This inspection constitutes two routine surveillance testing samples, two inservice inspection samples, and one reactor coolant system leak detection inspection sample as defined in Inspection Procedure 71111.22, sections -02 and -05.
b. Findings
No findings of significance were identified.
1EP6 Drill Evaluation
.1 Emergency Preparedness Drill Observation
a. Inspection Scope
The inspectors evaluated the conduct of a routine licensee emergency drill on July 16, 2008, to identify any weaknesses and deficiencies in classification, notification, and protective action recommendation development activities. The inspectors observed emergency response operations in the Technical Support Center to determine whether the event classification, notifications, and protective action recommendations were performed in accordance with procedures. The inspectors also attended the licensee drill critique to compare any inspector-observed weaknesses with those identified by the licensee staff in order to evaluate the critique and to verify whether the licensee staff was properly identifying weaknesses and entering them into the CAP. As part of the inspection, the inspectors reviewed the drill package and other documents listed in the to this report.
This inspection constitutes one sample as defined in Inspection Procedure 71114.06-05.
b. Findings
No findings of significance were identified.
.2 Training Observation
a. Inspection Scope
The inspector observed a simulator training evolution for licensed operators on September 8, 2008, which required emergency plan implementation by a licensee operations crew. This evolution was evaluated and expected to be included in performance indicator data regarding drill and exercise performance. The inspectors observed event classification and notification activities performed by the crew. The inspectors also attended the post-evolution critique for the scenario. The focus of the inspectors activities was to note any weaknesses and deficiencies in the crews performance and ensure that the licensee evaluators noted the same issues and entered them into the CAP. As part of the inspection, the inspectors reviewed the scenario package and other documents listed in the Attachment to this report.
This inspection constitutes one sample as defined in Inspection Procedure 71114.06-05.
b. Findings
No findings of significance were identified.
RADIATION SAFETY
Cornerstones: Occupational Radiation Safety, Public Radiation Safety 2OS1 Access Control to Radiologically Significant Areas (71121.01)

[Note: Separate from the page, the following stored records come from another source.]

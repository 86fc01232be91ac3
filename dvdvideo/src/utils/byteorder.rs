//! Field-by-field serialization for fixed binary headers.

pub trait WriteBytesLe {
    fn write_le(&self, dst: &mut Vec<u8>);
}

pub trait WriteBytesBe {
    fn write_be(&self, dst: &mut Vec<u8>);
}

/// A RIFF chunk body, implemented through `#[riff_chunk(b"....")]`.
pub trait RiffChunk {
    fn chunk_id(&self) -> &[u8; 4];
    fn chunk_data(&self) -> Vec<u8>;

    /// Chunk id, little-endian size and body.
    fn to_chunk(&self) -> Vec<u8> {
        let data = self.chunk_data();
        let mut out = Vec::with_capacity(8 + data.len());
        out.extend_from_slice(self.chunk_id());
        (data.len() as u32).write_le(&mut out);
        out.extend_from_slice(&data);
        out
    }
}

macro_rules! impl_num_le_be {
    ($($t:ty),+) => { $(
        impl WriteBytesLe for $t { #[inline] fn write_le(&self, dst: &mut Vec<u8>) { dst.extend_from_slice(&self.to_le_bytes()); }}
        impl WriteBytesBe for $t { #[inline] fn write_be(&self, dst: &mut Vec<u8>) { dst.extend_from_slice(&self.to_be_bytes()); }}
    )+ }
}

impl_num_le_be!(u8, u16, u32, u64);

macro_rules! impl_collection {
    ($trait:ident, $method:ident) => {
        impl<T: $trait, const N: usize> $trait for [T; N] {
            #[inline]
            fn $method(&self, dst: &mut Vec<u8>) {
                self.iter().for_each(|item| item.$method(dst));
            }
        }
    };
}

impl_collection!(WriteBytesLe, write_le);
impl_collection!(WriteBytesBe, write_be);

#[cfg(test)]
mod tests {
    use super::{RiffChunk, WriteBytesBe, WriteBytesLe};
    use dvdmx_macros::{ToBytes, riff_chunk};

    #[derive(ToBytes)]
    struct Mini {
        a: u16,
        b: u32,
        tag: [u8; 4],
    }

    #[riff_chunk(b"test")]
    #[derive(ToBytes)]
    struct Body {
        value: u16,
    }

    #[test]
    fn fields_follow_declaration_order() {
        let s = Mini {
            a: 0x1234,
            b: 0xABCDEF01,
            tag: *b"TEST",
        };

        let vec_le = &mut Vec::new();
        let vec_be = &mut Vec::new();

        s.write_le(vec_le);
        s.write_be(vec_be);

        let expected_le = [0x34, 0x12, 0x01, 0xEF, 0xCD, 0xAB, b'T', b'E', b'S', b'T'];
        let expected_be = [0x12, 0x34, 0xAB, 0xCD, 0xEF, 0x01, b'T', b'E', b'S', b'T'];

        assert_eq!(&vec_le[..], &expected_le);
        assert_eq!(&vec_be[..], &expected_be);
    }

    #[test]
    fn riff_chunk_prefixes_id_and_size() {
        let chunk = Body { value: 0x0102 }.to_chunk();
        assert_eq!(chunk, [b't', b'e', b's', b't', 2, 0, 0, 0, 0x02, 0x01]);
    }
}
impl Demuxer {
    pub fn new(disc: DiscContent, output: &Path, tools: &Path, fail_level: Level, seed: u64) -> Self {
        let mut uids = SeededUids::new(seed);
        let family = uids.family_uid();
        Self {
            disc,
            output: output.to_path_buf(),
            tools: tools.to_path_buf(),
            fail_level,
            uids,
            family,
            abort: Arc::new(AtomicBool::new(false)),
        }
    }

    /// Flag checked once per sector; raising it ends the running pass and
    /// skips the remaining ones.
    pub fn abort_handle(&self) -> Arc<AtomicBool> {
        Arc::clone(&self.abort)
    }

    /// Runs every planned pass. Failed passes are logged and counted; in
    /// strict mode the first failure aborts the remaining passes.
    pub fn run(&mut self, selection: Option<&[Selection]>, multi: Option<&MultiProgress>) -> Summary {
        let mut summary = Summary::default();
        for pass in plan(self.disc.number_of_titles(), selection) {
            let name = base_name(pass.title, pass.menu);
            if self.abort.load(Ordering::Relaxed) {
                log::info!("Skipping {name}");
                summary.skipped += 1;
                continue;
            }

            match self.demux(&pass, multi) {
                Ok(script) => {
                    log::info!("Done demuxing {name}, mux script {}", script.display());
                    summary.completed += 1;
                }
                Err(e) => {
                    log::error!("{name}: {e:#}");
                    summary.failed += 1;
                    if self.fail_level >= Level::Warn {
                        self.abort.store(true, Ordering::Relaxed);
                    }
                }
            }
        }
        summary
    }

    /// Demuxes one pass and writes its chapters and mux script. Returns the
    /// script path.
    fn demux(&mut self, pass: &Pass, multi: Option<&MultiProgress>) -> Result<PathBuf> {
        let (title, menu) = (pass.title, pass.menu);
        let name = base_name(title, menu);
        let prefix = self.output.join(&name);
        log::info!(
            "Treating Title {title} {}VOB file(s)",
            if menu { "Menu " } else { "" }
        );

        let content = self
            .disc
            .title(title)
            .ok_or_else(|| anyhow!("Title {title} is not on the disc"))?;

        let mut demux = CompositeDemuxWriter::with_fail_level(self.fail_level);
        register_writers(content, pass, &self.output, &name, &mut demux);
        log::debug!("{name} writers: {demux:?}");

        let domain = if menu { VobDomain::Menu } else { VobDomain::Title };
        let vobs = match VobSet::open(self.disc.video_ts(), title, domain) {
            Ok(vobs) => Some(vobs),
            Err(e) if !e.is_fatal_to_title() => {
                log::error!(
                    "No VOB file(s) found in {} for Title {title}: {e}",
                    self.disc.video_ts().display()
                );
                None
            }
            Err(e) => return Err(e.into()),
        };

        if let Some(vobs) = vobs {
            log::info!("Processing {name}");
            let mut parser = VobParser::new(vobs).with_abort_handle(self.abort_handle());
            let pb = multi
                .map(|m| create_progress_bar(m, parser.packet_count(), &name))
                .transpose()?;
            let start_time = Instant::now();

            let content = self
                .disc
                .title_mut(title)
                .ok_or_else(|| anyhow!("Title {title} is not on the disc"))?;
            let result = parser.run(content.cells_mut(menu), &mut demux, |sector| {
                if let Some(pb) = &pb {
                    pb.set_position(sector as u64);
                }
            });

            match result {
                Ok(end) => finalize_progress_bar(&pb, &name, end, demux.ids().count(), start_time),
                Err(e) => {
                    if let Some(pb) = &pb {
                        pb.finish_with_message(format!("{name}: demux failed"));
                    }
                    return Err(anyhow::Error::from(e).context(format!("Demuxing {name}")));
                }
            }
            if let Err(e) = demux.finalize() {
                log::warn!("{name}: some outputs are incomplete: {e}");
            }
        }

        if let Some(content) = self.disc.title_mut(title) {
            content.cells_mut(menu).arrange();
        }

        let edition = if menu {
            menu_edition(&self.disc, title, &mut self.uids)
        } else {
            title_edition(&self.disc, title, &mut self.uids)
        };
        let (chapters, info) = write_chapter_files(&prefix, &edition, &self.family, title)?;

        let script = with_suffix(&prefix, &format!("_{}.sh", format_tmc_time(time_of_day_ms())));
        let command = mux_command(&self.tools, &prefix, &demux, &chapters, &info);
        fs::write(&script, format!("#!/bin/sh\n\n{command}\n"))
            .with_context(|| format!("Could not create {}", script.display()))?;
        Ok(script)
    }
}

.1 Plant Walkdowns and Radiation Work Permit Reviews
a. Inspection Scope
The inspectors reviewed licensee controls and surveys in the following radiologically significant work areas within radiation areas, high radiation areas and airborne radioactivity areas in the plant to determine if radiological controls including surveys, postings and barricades were acceptable.
- Radwaste Building Truck Bay;
- Refuel Floor of Reactor Building, Units 1 & 2; and
- Clean-up Phase Separator and Heat Exchanger Rooms, Units 1 & 2.
This sample was credited and documented in Inspection Report 05000254/2008002; 05000265/2008002; therefore, this supplemental information does not represent a sample.
The inspectors reviewed radiation work permits for airborne radioactivity areas or areas with the potential for airborne radioactivity to verify barrier integrity and engineering controls performance (e.g. high-efficiency particulate air ventilation system operation)and to determine if there was a potential for individual worker internal exposures of >50 millirem committed effective dose equivalent. These areas included various Unit 2 drywell locations and the reactor cavity during the licensees March 2008 outage.
Work areas having a history of, or the potential for, airborne transuranics were evaluated to verify that the licensee had considered the potential for transuranic isotopes and provided appropriate worker protection.
This inspection constitutes one sample as defined by Inspection Procedure 71121.01-5.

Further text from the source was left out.